Saturday started off well. I was up at 9:30 a.m., eating croissants shortly after, but then, like appointments in a doctor’s office, my plans began to spill into one another. Laundry ate up email time. Emails dismissed voting, and by the time I was en route to afternoon cocktails, I was running, madly trying to catch up with all that I’d planned. I arrived at the bar 30 minutes late, breathless, and a bit disoriented. When I walked up to the bartender, slowly pulling pours of Deschutes, I stood stunned. What did I want to drink? The neighbor to my left was ordering a beer, and the servers were carrying trays of gin and tonics. I glanced at my cell phone. 5:30 p.m. On a weekday, that’s prime happy hour time. But today, I still hadn’t eaten lunch, and beer before the mid-day meal seemed wrong.

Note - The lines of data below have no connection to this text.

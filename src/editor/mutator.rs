//! Text Mutation Primitives
//!
//! Every content change the editor makes is expressed through the four
//! primitives here, each operating on a [`TextSurface`] and returning the
//! new (always collapsed) selection:
//!
//! - [`insert_text`]: replace the selection with text
//! - [`wrap_selection`]: surround the selection with delimiters
//! - [`replace_current_line`]: rewrite the whole line under the caret
//! - [`delete_previous_char`]: remove the character before the selection
//!
//! # Usage
//! ```ignore
//! use crate::editor::mutator::wrap_selection;
//! use crate::editor::selection::{Selection, TextBuffer};
//!
//! let mut buffer = TextBuffer::with_selection("Hello world", Selection::new(0, 5));
//! wrap_selection(&mut buffer, "**", "**");
//! assert_eq!(buffer.text(), "**Hello** world");
//! ```

use crate::editor::selection::{line_bounds, Selection, TextSurface};
use crate::string_utils::{byte_index_to_char_index, floor_char_boundary, prev_char_boundary};
use log::debug;

// ─────────────────────────────────────────────────────────────────────────────
// Auto-Markdown Triggers
// ─────────────────────────────────────────────────────────────────────────────

/// Line prefixes that turn into block markers when followed by a space.
///
/// Matching is exact: `##x` is not a trigger. There is deliberately no `1.`
/// entry; numbered lists are only reachable from the palette.
pub const AUTO_MARKDOWN_TRIGGERS: &[(&str, &str)] = &[
    ("#", "# "),
    ("##", "## "),
    ("###", "### "),
    ("-", "- "),
    (">", "> "),
];

/// The replacement line for `line_prefix`, if it is an auto-markdown trigger.
pub fn auto_markdown_replacement(line_prefix: &str) -> Option<&'static str> {
    AUTO_MARKDOWN_TRIGGERS
        .iter()
        .find(|(trigger, _)| *trigger == line_prefix)
        .map(|(_, replacement)| *replacement)
}

// ─────────────────────────────────────────────────────────────────────────────
// Primitives
// ─────────────────────────────────────────────────────────────────────────────

/// Replace the current selection with `text` and put the caret after it.
pub fn insert_text<S: TextSurface + ?Sized>(surface: &mut S, text: &str) -> Selection {
    let range = surface.selection();
    surface.replace_range(range, text);

    let caret = Selection::caret(range.start + text.len());
    surface.set_selection(caret);
    debug!(
        "insert_text: {} bytes at {} (replaced {})",
        text.len(),
        range.start,
        range.len()
    );
    caret
}

/// Surround the current selection with `before` and `after`.
///
/// A collapsed selection wraps the empty string. The caret ends up after
/// the closing delimiter; the wrapped span is not re-selected.
pub fn wrap_selection<S: TextSurface + ?Sized>(
    surface: &mut S,
    before: &str,
    after: &str,
) -> Selection {
    let range = surface.selection();
    let wrapped = format!("{}{}{}", before, surface.text_at(range), after);
    surface.replace_range(range, &wrapped);

    let caret = Selection::caret(range.start + wrapped.len());
    surface.set_selection(caret);
    debug!("wrap_selection: {}..{} with {:?}", range.start, range.end, before);
    caret
}

/// Replace the whole line holding the caret with `replacement`.
pub fn replace_current_line<S: TextSurface + ?Sized>(
    surface: &mut S,
    replacement: &str,
) -> Selection {
    let (start, end) = line_bounds(surface);
    surface.replace_range(Selection::new(start, end), replacement);

    let caret = Selection::caret(start + replacement.len());
    surface.set_selection(caret);
    debug!("replace_current_line: {}..{} -> {:?}", start, end, replacement);
    caret
}

/// Delete the single character before the start of the selection.
///
/// Returns `None` (and leaves the surface untouched) at document start.
pub fn delete_previous_char<S: TextSurface + ?Sized>(surface: &mut S) -> Option<Selection> {
    let start = surface.selection().start;
    if start == 0 {
        return None;
    }

    let from = prev_char_boundary(surface.text(), start);
    surface.replace_range(Selection::new(from, start), "");

    let caret = Selection::caret(from);
    surface.set_selection(caret);
    debug!("delete_previous_char: {}..{}", from, start);
    Some(caret)
}

/// Move the caret up by `lines`, keeping its column where the target line allows.
///
/// Stops at the first line. The selection is collapsed at its start first.
pub fn move_caret_up<S: TextSurface + ?Sized>(surface: &mut S, lines: usize) -> Selection {
    let text = surface.text();
    let caret = surface.selection().start;

    let mut line_begin = text[..caret].rfind('\n').map(|i| i + 1).unwrap_or(0);
    let column = byte_index_to_char_index(&text[line_begin..], caret - line_begin);

    for _ in 0..lines {
        if line_begin == 0 {
            break;
        }
        // line_begin - 1 is the newline ending the previous line
        line_begin = text[..line_begin - 1]
            .rfind('\n')
            .map(|i| i + 1)
            .unwrap_or(0);
    }

    let line = &text[line_begin..];
    let line = &line[..line.find('\n').unwrap_or(line.len())];
    let target = line
        .char_indices()
        .nth(column)
        .map(|(i, _)| line_begin + i)
        .unwrap_or(line_begin + line.len());

    let caret = Selection::caret(floor_char_boundary(text, target));
    surface.set_selection(caret);
    caret
}

// ─────────────────────────────────────────────────────────────────────────────
// Tests
// ─────────────────────────────────────────────────────────────────────────────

I sheepishly ordered a Coke.

Back in the late ’90s, the Replacements sang, “All I wanna do is drink beer for breakfast.” Today, those lyrics are pasted all over the Internet, but with a soda in hand, I wasn’t sure I could even cut it in an anonymous chatroom where people imagine breakfast beers. Nor could I hang with the staff of Denver’s British Bulldog, which serves its first pints as early as 7 a.m. Beer for breakfast isn’t for me and neither is beer before lunch. Beer with lunch, though, is another story. Sitting down to a meal of limey ceviche or barbecue-sauce-laden ribs, instead of stumbling into a poetry reading on an empty stomach, I would have ordered a chilly draft to prolong the meal and wash down the food. In a Scottish bar or on an early-morning microbrew tour, I might have even considered a pre-lunch brew. I’m betting The Replacements or the Bulldog staff, though, would ask the bartender to pour another Deschutes. For many, the beer clock rings early, posing a question, I need help answering: if I were to drink a beer for breakfast, or even brunch, what should it be?